## TASK BRIEF
All the records below must be returned exactly as they stand.

Start of Block

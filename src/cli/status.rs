use chrono::{Local, TimeZone};

use crate::{
    info,
    management::{ArtistUniverseManager, CollectionStateManager, TokenManager, TrackListManager},
    pipeline::Stage,
    success, warning,
};

/// Reports the stored credential, the collection progress and the caches.
pub async fn status() {
    match TokenManager::load().await {
        Ok(token_mgr) => {
            let token = token_mgr.current_token();
            let expires_at = Local
                .timestamp_opt((token.obtained_at + token.expires_in) as i64, 0)
                .single();
            match (token_mgr.is_expired(), expires_at) {
                (false, Some(at)) => info!("Access token valid until {}", at.format("%d/%m/%Y %H:%M")),
                _ => warning!("Access token expired or about to expire"),
            }
        }
        Err(e) => warning!("No access token. Err: {}", e),
    }

    let store = CollectionStateManager::new();
    match store.load().await {
        Ok(Some(state)) => {
            let next = state.in_progress().unwrap_or(Stage::Done);
            match &state.checkpoint {
                Some(cp) => info!(
                    "Collection interrupted during {} with {} items collected, run truedisc collect to resume",
                    next,
                    cp.collected()
                ),
                None => info!("Collection completed stage {}, next is {}", state.stage, next),
            }
        }
        Ok(None) => info!("No collection in progress"),
        Err(e) => warning!("Cannot read collection state. Err: {}", e),
    }

    match ArtistUniverseManager::load().await {
        Ok(mgr) => success!("{} listened artists cached", mgr.count_artists()),
        Err(_) => info!("No artists cached yet"),
    }

    if let Ok(mgr) = TrackListManager::load().await {
        info!("{} tracks in the last sampled list", mgr.tracks().len());
    }
}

End of Block

## EXERCISE OUTPUT
filename src/cli/status.rs
use chrono::{Local, TimeZone};

use crate::{
    info,
    management::{ArtistUniverseManager, CollectionStateManager, TokenManager, TrackListManager},
    pipeline::Stage,
    success, warning,
};

/// Reports the stored credential, the collection progress and the caches.
pub async fn status() {
    match TokenManager::load().await {
        Ok(token_mgr) => {
            let token = token_mgr.current_token();
            let expires_at = Local
                .timestamp_opt((token.obtained_at + token.expires_in) as i64, 0)
                .single();
            match (token_mgr.is_expired(), expires_at) {
                (false, Some(at)) => info!("Access token valid until {}", at.format("%d/%m/%Y %H:%M")),
                _ => warning!("Access token expired or about to expire"),
            }
        }
        Err(e) => warning!("No access token. Err: {}", e),
    }

    let store = CollectionStateManager::new();
    match store.load().await {
        Ok(Some(state)) => {
            let next = state.in_progress().unwrap_or(Stage::Done);
            match &state.checkpoint {
                Some(cp) => info!(
                    "Collection interrupted during {} with {} items collected, run truedisc collect to resume",
                    next,
                    cp.collected()
                ),
                None => info!("Collection completed stage {}, next is {}", state.stage, next),
            }
        }
        Ok(None) => info!("No collection in progress"),
        Err(e) => warning!("Cannot read collection state. Err: {}", e),
    }

    match ArtistUniverseManager::load().await {
        Ok(mgr) => success!("{} listened artists cached", mgr.count_artists()),
        Err(_) => info!("No artists cached yet"),
    }

    if let Ok(mgr) = TrackListManager::load().await {
        info!("{} tracks in the last sampled list", mgr.tracks().len());
    }
}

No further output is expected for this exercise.